Most people in Belgium use azerty keyboards, even in the Flemish Dutch speaking part. It’s a leftover of the old days when the administration (on typewriters) was dominated by the French speaking part. (And it’s easier if you often have to communicate in french with all the accents like é è ê ) But a part of the people that work in IT use qwerty, just like the Dutch. (Including me)
My motherboard is made in Scotland. What’s special is that it has the logo of a steam locomotive. Only now I can’t get into the BIOS. After checking the RAM, the OS loads immediately. There is no response to pressing the function keys. Why is this happening?

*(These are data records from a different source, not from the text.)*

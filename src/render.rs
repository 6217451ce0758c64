//// # Rendering
////
//// A [`Renderer`] receives every freshly computed surface together with the
//// axes and parameters it was computed from, and replaces whatever it was
//// displaying before. Two renderers are provided: an interactive plotly
//// surface plot and a plain CSV dump.

use crate::axis::CoordinateAxis;
use crate::model::Params;
use crate::surface::ProbabilitySurface;
use anyhow::{Context, Result};
use plotly::common::{ColorBar, ColorScale, ColorScalePalette, Title};
use plotly::layout::{Axis, Camera, Eye, LayoutScene, Margin};
use plotly::{Layout, Plot, Surface};
use std::io::Write;
use std::path::Path;

/// Everything a renderer needs to draw one surface.
pub struct Frame<'a> {
    pub surface: &'a ProbabilitySurface,
    pub x_axis: &'a CoordinateAxis,
    pub y_axis: &'a CoordinateAxis,
    pub params: &'a Params,
}

pub trait Renderer {
    /// Replaces the displayed data with the given frame.
    fn render(&mut self, frame: &Frame) -> Result<()>;
}

/// Keeps the plot of the last rendered frame, which can be written to an HTML
/// file or opened in the browser.
#[derive(Default)]
pub struct PlotlyRenderer {
    plot: Option<Plot>,
}

impl PlotlyRenderer {
    pub fn new() -> Self {
        Self::default()
    }

    pub fn plot(&self) -> Option<&Plot> {
        self.plot.as_ref()
    }

    fn current(&self) -> Result<&Plot> {
        self.plot
            .as_ref()
            .context("no surface has been rendered yet")
    }

    pub fn to_html(&self) -> Result<String> {
        Ok(self.current()?.to_html())
    }

    /// The plotly.js figure (`data`, `layout`, `config`) as compact JSON.
    pub fn to_json(&self) -> Result<String> {
        Ok(self.current()?.to_json())
    }

    pub fn write_html<P: AsRef<Path>>(&self, path: P) -> Result<()> {
        let html = self.to_html()?;
        std::fs::write(path.as_ref(), html)
            .with_context(|| format!("writing plot to {:?}", path.as_ref()))?;
        log::info!("Plot written to {:?}", path.as_ref());
        Ok(())
    }

    /// Opens the last rendered plot in the default browser.
    pub fn show(&self) -> Result<()> {
        self.current()?.show();
        Ok(())
    }
}

impl Renderer for PlotlyRenderer {
    fn render(&mut self, frame: &Frame) -> Result<()> {
        let trace = Surface::new(frame.surface.to_nested())
            .x(frame.x_axis.points().to_vec())
            .y(frame.y_axis.points().to_vec())
            .name(frame.params.family.to_string())
            .color_scale(ColorScale::Palette(ColorScalePalette::Viridis))
            .color_bar(ColorBar::new().title("Probability"));

        // viewed from the (-, -) corner, slightly above
        let camera = Camera::new().eye(Eye::from((-1.5, -1.5, 1.0)));
        let scene = LayoutScene::new()
            .x_axis(Axis::new().title("Variable X1"))
            .y_axis(Axis::new().title("Variable X2"))
            .z_axis(Axis::new().title("P(Y=1)").range(vec![0.0, 1.0]))
            .camera(camera);
        let layout = Layout::new()
            .title(Title::with_text(format!(
                "Probit/Logit Probability Surface ({})",
                frame.params.family
            )))
            .scene(scene)
            .margin(Margin::new().left(0).right(0).bottom(20).top(40));

        let mut plot = Plot::new();
        plot.set_layout(layout);
        plot.add_trace(trace);
        log::trace!(
            "Built {} surface plot with {}x{} cells",
            frame.params.family,
            frame.surface.rows(),
            frame.surface.cols()
        );
        self.plot = Some(plot);
        Ok(())
    }
}

/// Writes every rendered frame as CSV to the wrapped writer.
pub struct CsvRenderer<W: Write> {
    output: W,
}

impl<W: Write> CsvRenderer<W> {
    pub fn new(output: W) -> Self {
        Self { output }
    }

    pub fn into_inner(self) -> W {
        self.output
    }
}

impl<W: Write> Renderer for CsvRenderer<W> {
    fn render(&mut self, frame: &Frame) -> Result<()> {
        frame
            .surface
            .write_csv(&mut self.output, frame.x_axis, frame.y_axis)?;
        self.output.flush()?;
        log::trace!("Wrote {} csv rows", frame.surface.cells().len());
        Ok(())
    }
}

#[cfg(test)]
mod test {
    use super::*;
    use crate::model::{Coefficients, Explorer};
    use crate::stats::Family;
    use serde_json::{json, Value};

    #[test]
    fn test_plotly_replaces_plot() {
        let axis = CoordinateAxis::new(-1.0, 1.0, 0.5).unwrap();
        let mut explorer = Explorer::new(
            axis.clone(),
            axis,
            Params::new(Coefficients::new(0.0, 1.0, 1.0), Family::Probit),
            PlotlyRenderer::new(),
        )
        .unwrap();
        let html = explorer.renderer().to_html().unwrap();
        assert!(html.contains("surface"));
        assert!(html.contains("Probit/Logit Probability Surface (probit)"));
        assert!(html.contains("Viridis"));
        assert!(html.contains("Variable X1"));
        assert!(html.contains("Variable X2"));
        assert!(html.contains("P(Y=1)"));

        let figure: Value = serde_json::from_str(&explorer.renderer().to_json().unwrap()).unwrap();
        let scene = &figure["layout"]["scene"];
        assert_eq!(scene["xaxis"]["title"]["text"], json!("Variable X1"));
        assert_eq!(scene["yaxis"]["title"]["text"], json!("Variable X2"));
        assert_eq!(scene["zaxis"]["title"]["text"], json!("P(Y=1)"));
        assert_eq!(scene["zaxis"]["range"], json!([0.0, 1.0]));
        assert_eq!(scene["camera"]["eye"], json!({"x": -1.5, "y": -1.5, "z": 1.0}));
        assert_eq!(figure["data"][0]["type"], json!("surface"));
        assert_eq!(figure["data"][0]["colorbar"]["title"]["text"], json!("Probability"));
        assert_eq!(figure["data"][0]["x"], json!([-1.0, -0.5, 0.0, 0.5, 1.0]));

        explorer.select_family(Family::Logit).unwrap();
        let html = explorer.renderer().to_html().unwrap();
        assert!(html.contains("Probit/Logit Probability Surface (logit)"));
        assert!(!html.contains("Probit/Logit Probability Surface (probit)"));
    }

    #[test]
    fn test_plotly_without_frames() {
        let renderer = PlotlyRenderer::new();
        assert!(renderer.plot().is_none());
        assert!(renderer.to_html().is_err());
        assert!(renderer.to_json().is_err());
    }

    #[test]
    fn test_csv_renderer() {
        let x = CoordinateAxis::new(0.0, 1.0, 1.0).unwrap();
        let y = CoordinateAxis::new(0.0, 1.0, 1.0).unwrap();
        let explorer = Explorer::new(
            x,
            y,
            Params::new(Coefficients::default(), Family::Logit),
            CsvRenderer::new(Vec::new()),
        )
        .unwrap();
        let out = String::from_utf8(explorer.into_renderer().into_inner()).unwrap();
        let lines: Vec<&str> = out.lines().collect();
        assert_eq!(
            lines,
            vec![
                "x1,x2,probability",
                "0,0,0.5",
                "1,0,0.5",
                "0,1,0.5",
                "1,1,0.5"
            ]
        );
    }
}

Its a weird feeling seeing this model again.... 30 years old...and 99.9% are in the rubbish Yet you can still find the original PlayStation 1s in the wild.🤔 Too say picking up a PS1 is by comparison easy The computer feels more like a museum piece.
As a landscaper, I have to regularly dispose of my green-waste, and the place I take it is behind one of the local recycling centres, where all the e-waste is just left outside on pallets. Because I'm there usually at least twice a week, I know the guy, and he lets me take stuff. I've picked up a few vintage computers there. Great arrangement, if you can get one, because a lot of e-waste centres don't let you in the back to root around for fear that you might get somebody's personal data, or hurt yourself, or leave a mess, etc.
Why collect Compaq ? Office gear you need ? u understand boring crab ? Please get skills, what is it we do like to keep here ;) good luck getting skills here Dutch Computer.